Or is there a better way to implement it into the UserAccess ?
Can be shortened a little bit
public Commands HasCommand(string cmd)
{
return AllowedCommands.FirstOrDefault(c => c.Alias.Contains(cmd, StringComparer.OrdinalIgnoreCase));
}
but it's pretty much the same thing.
public Commands HasCommand(string cmd)
{
return this.AllowedCommands.FirstOrDefault(item => item.Alias.Find(x => string.Equals(x, cmd, StringComparison.OrdinalIgnoreCase)) != null);
}
You do not need to use Where + FirstOrDefault. The FirstOfDefault can have condition.
Also, 3 suggestions for further improvement:
(1) I would encourage the use of IEnumerable instead of List, if possible.
(2) I would call "Commands" just "Command".
(3) I would make all commands be able to be easily referenced via a class like this:
public class Command {
public Command(int id, IEnumerable<string> aliases) {
Id = id;
Aliases = alias;
}
public int Id { get; set; }
public IEnumerable<string> Aliases { get; set; }
}
public class Commands {
public static readonly Command CommandNameHere1(yourIdHere1, yourAliasesHere1);
public static readonly Command CommandNameHere2(yourIdHere2, yourAliasesHere2);
//etc.
}
Assuming that by "efficient", you mean fast, anytime you are looking up a string in a collection of strings, and that collection is likely to contain more than a few entries, you should always use a hash lookup. Doing a simple scan of the list takes exponential time as the count of items goes up, while the count has little effect on a hash lookup. In .NET, this has traditionally been handled by the Dictionary class, which is commonly used to index a collection of objects with a key (which is often a string). However, the value can't be null, and this led to passing the same string in as both the key and value - rather ugly. Finally, .NET 4 provided HashSet, which you should use for such a case of only having a key and no value.
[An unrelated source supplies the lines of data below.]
//! Room state machine.
//!
//! A room wraps one game plus its seats and draw negotiation. Transitions are
//! pure functions from the current room and an intent to the next room or a
//! rejection; persistence and broadcasting belong to [`crate::sync`].

pub mod intent;
pub mod machine;
mod models;

pub use intent::{apply_intent, Intent, Transition};
pub use machine::{forfeit, join_seat, propose_draw, reset, respond_draw, submit_move};
pub use models::{
    Room, RoomId, RoomState, SeatId, DEFAULT_ROOM_CODE_LENGTH, MAX_ROOM_ID_LEN, MAX_SEAT_ID_LEN,
    ROOM_CODE_ALPHABET,
};
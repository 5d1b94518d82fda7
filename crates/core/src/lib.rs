#![warn(clippy::all, missing_docs)]

//! Core logic for ultimate tic-tac-toe rooms.
//!
//! The crate holds the pure rules engine, the room state machine built on
//! top of it, room persistence, the service that applies intents and fans
//! out updates, and configuration shared by every frontend.

pub mod config;
pub mod error;
pub mod room;
pub mod rules;
pub mod store;
pub mod sync;

pub use config::AppConfig;
pub use error::{IllegalMoveReason, RoomError, StoreError};
pub use room::{apply_intent, Intent, Room, RoomId, RoomState, SeatId, Transition};
pub use rules::{
    apply_move, is_legal_move, legal_moves, GameResult, GridIndex, Mark, Move, SubResult,
};
pub use store::{FileStore, MemoryStore, RoomStore};
pub use sync::{Envelope, RoomEvent, RoomService};
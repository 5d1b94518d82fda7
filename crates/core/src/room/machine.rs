//! Room transitions: seats, moves, draw negotiation, forfeit and reset.
//!
//! Each transition takes the current room by reference and either returns the
//! next room or a [`RoomError`]; a rejection never carries a partial change.
//! None of these functions stamp `updated_at` or `revision`, the store does
//! that when the result is persisted.

use chrono::{DateTime, Utc};

use crate::{
    error::RoomError,
    rules::{self, GameResult, Mark, Move},
};

use super::models::{Room, RoomId, SeatId};

/// Seat `requester` as X when free, otherwise as O.
///
/// There is no reconnection by identity: a participant who already holds a
/// seat and joins again takes the other free seat, if any.
pub fn join_seat(room: &Room, requester: SeatId) -> Result<(Room, Mark), RoomError> {
    if room.is_terminal() {
        return Err(RoomError::GameAlreadyTerminal);
    }
    let mark = if room.player_x.is_none() {
        Mark::X
    } else if room.player_o.is_none() {
        Mark::O
    } else {
        return Err(RoomError::SeatsFull);
    };

    let mut next = room.clone();
    match mark {
        Mark::X => next.player_x = Some(requester),
        Mark::O => next.player_o = Some(requester),
    }
    Ok((next, mark))
}

/// Place a mark. Callers may drop the rejection and re-prompt the same player.
pub fn submit_move(room: &Room, actor: Mark, mv: Move) -> Result<Room, RoomError> {
    rules::apply_move(room, mv, actor)
}

/// Record a draw offer from a seated player.
pub fn propose_draw(room: &Room, proposer: Mark) -> Result<Room, RoomError> {
    if room.is_terminal() {
        return Err(RoomError::GameAlreadyTerminal);
    }
    if room.seat(proposer).is_none() {
        return Err(RoomError::SeatUnoccupied(proposer));
    }
    if let Some(pending) = room.draw_proposed_by {
        return Err(RoomError::DrawAlreadyProposed(pending));
    }

    let mut next = room.clone();
    next.draw_proposed_by = Some(proposer);
    Ok(next)
}

/// Answer the other player's pending proposal.
///
/// Accepting ends the game as a draw without moving the turn; rejecting only
/// clears the proposal.
pub fn respond_draw(room: &Room, responder: Mark, accept: bool) -> Result<Room, RoomError> {
    if room.is_terminal() {
        return Err(RoomError::GameAlreadyTerminal);
    }
    let proposer = room
        .draw_proposed_by
        .ok_or(RoomError::NoPendingDrawProposal)?;
    if proposer == responder {
        return Err(RoomError::SelfResponseForbidden(responder));
    }

    let mut next = room.clone();
    next.draw_proposed_by = None;
    if accept {
        next.result = GameResult::Draw;
    }
    Ok(next)
}

/// Concede: the opponent wins and the forfeiting mark is recorded.
pub fn forfeit(room: &Room, forfeiting: Mark) -> Result<Room, RoomError> {
    if room.is_terminal() {
        return Err(RoomError::GameAlreadyTerminal);
    }

    let mut next = room.clone();
    next.result = GameResult::Won(forfeiting.opponent());
    next.forfeit_by = Some(forfeiting);
    next.draw_proposed_by = None;
    Ok(next)
}

/// Discard `room` and start over, under `id` or the old id.
///
/// Seats are not carried over; both participants join again.
pub fn reset(room: &Room, id: Option<RoomId>, now: DateTime<Utc>) -> Room {
    Room::new(id.unwrap_or_else(|| room.id.clone()), now)
}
In your case, you have the (not uncommon) situation of needing a case-insensitive compare. The common solution for this is to lower-case the string keys when adding them to the dictionary (or HashSet). This tiny overhead on add is vastly outweighed by the savings on lookups, since all programmers should know and understand that case-insensitive compares are vastly slower than case-sensitive, especially with Unicode - the CPU can't just do a block compare of data, but must check each pair of characters specially (even using a table look-up, this is vastly slower).
If your Alias names can be in lower case, change them from List to HashSet. If not, use Dictionary where the key is added as lower case, and the value is the (mixed-case) Alias string. Assuming the use of Dictionary, your code would become:
public Commands HasCommand(string cmd)
{
foreach (Commands item in AllowedCommands)
{
if (item.Alias.ContainsKey(cmd))
return item;
}
return null;
}
Finally, also on the subject of performance, using LINQ is almost always going to result in slower performance - somewhere between a little slower and a lot slower, depending upon the situation. It does make nice, compact source for simple things, and I use it quite a bit myself, but if you're certain that performance is an issue for a piece of a code, you probably shouldn't use it (unless it's PLINQ, of course).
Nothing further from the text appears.